First Department of Internal Medicine, Nara Medical University, Kashihara, Nara, Japan.
J Cardiovasc Comput Tomogr. 2011 Jan-Feb;5(1):63-5. doi: 10.1016/j.jcct.2010.09.004. Epub 2010 Sep 25.
We present the rare case of a 51-year-old man with acute myocardial infarction (AMI) caused by left main coronary artery (LMCA) occlusion due to intra-aortic thrombus. He arrived at our hospital with sudden left precordial oppression. Transcatheter coronary angiography for suspected AMI detected no coronary lesions. After 10 minutes, noncontrast computed tomography (CT) confirmed significantly high transmural attenuation areas suggesting myocardial infarction in the septal, anterior and lateral wall. Contrast-enhanced CT and transesophageal echocardiography detected a small mass near the ostium of the LMCA in the coronary sinus of Valsalva. We thus considered that the mass occluded the LMCA, which led to AMI. A stent was implanted to prevent the mass from sealing the LMCA ostium, but the patient died of sepsis. A post-mortem examination clarified that the mass was a red thrombus attached to an erosive and atherosclerotic aortic wall.
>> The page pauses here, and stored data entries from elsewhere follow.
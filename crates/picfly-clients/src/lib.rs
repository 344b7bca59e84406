mod http;
mod response;

use std::path::PathBuf;

use picfly_types::AppError;

pub use http::{HttpOcrClient, HttpUploader};
pub use response::extract_text;

/// What gets handed to the image host
#[derive(Debug, Clone, PartialEq, Eq)]
pub enum UploadPayload {
    /// Encoded PNG
    Bytes(Vec<u8>),
    /// Image file on disk
    Path(PathBuf),
    /// Remote image the host should fetch itself
    Url(String),
}

impl UploadPayload {
    pub fn kind(&self) -> &'static str {
        match self {
            UploadPayload::Bytes(_) => "image",
            UploadPayload::Path(_) => "file",
            UploadPayload::Url(_) => "url",
        }
    }
}

/// Image hosting interface
#[async_trait::async_trait]
pub trait UploadClient: Send + Sync {
    /// Upload and return the public link
    async fn upload(&self, payload: UploadPayload) -> Result<String, ClientError>;
}

/// Text recognition interface
#[async_trait::async_trait]
pub trait OcrClient: Send + Sync {
    /// Recognize text in an encoded image or an image file
    async fn recognize(&self, image: UploadPayload) -> Result<String, ClientError>;
}

#[derive(Debug, thiserror::Error)]
pub enum ClientError {
    #[error("no {0} endpoint configured")]
    NotConfigured(&'static str),

    #[error("network error: {0}")]
    Network(#[from] reqwest::Error),

    #[error("HTTP {status}: {body}")]
    Status { status: u16, body: String },

    #[error("unexpected response: {0}")]
    Response(String),

    #[error("failed to read {path}: {source}")]
    Read {
        path: PathBuf,
        source: std::io::Error,
    },
}

impl From<ClientError> for AppError {
    fn from(e: ClientError) -> Self {
        AppError::NetworkCallFailed(e.to_string())
    }
}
我们报告了一例罕见的病例,一名 51 岁男性因主动脉内血栓导致左主干冠状动脉(LMCA)闭塞引起急性心肌梗死(AMI)。他因突发左前胸压迫感而到我院就诊。疑似 AMI 的经导管冠状动脉造影未发现冠状动脉病变。10 分钟后,非增强计算机断层扫描(CT)证实了室间隔、前壁和侧壁的透壁高衰减区,提示心肌梗死。对比增强 CT 和经食管超声心动图在冠状动脉窦的瓦氏窦发现了靠近 LMCA 开口处的一个小肿块。因此,我们认为该肿块阻塞了 LMCA,导致 AMI。植入支架以防止肿块封闭 LMCA 开口,但患者死于败血症。尸检结果明确肿块是附着在侵蚀性和粥样硬化主动脉壁上的红色血栓。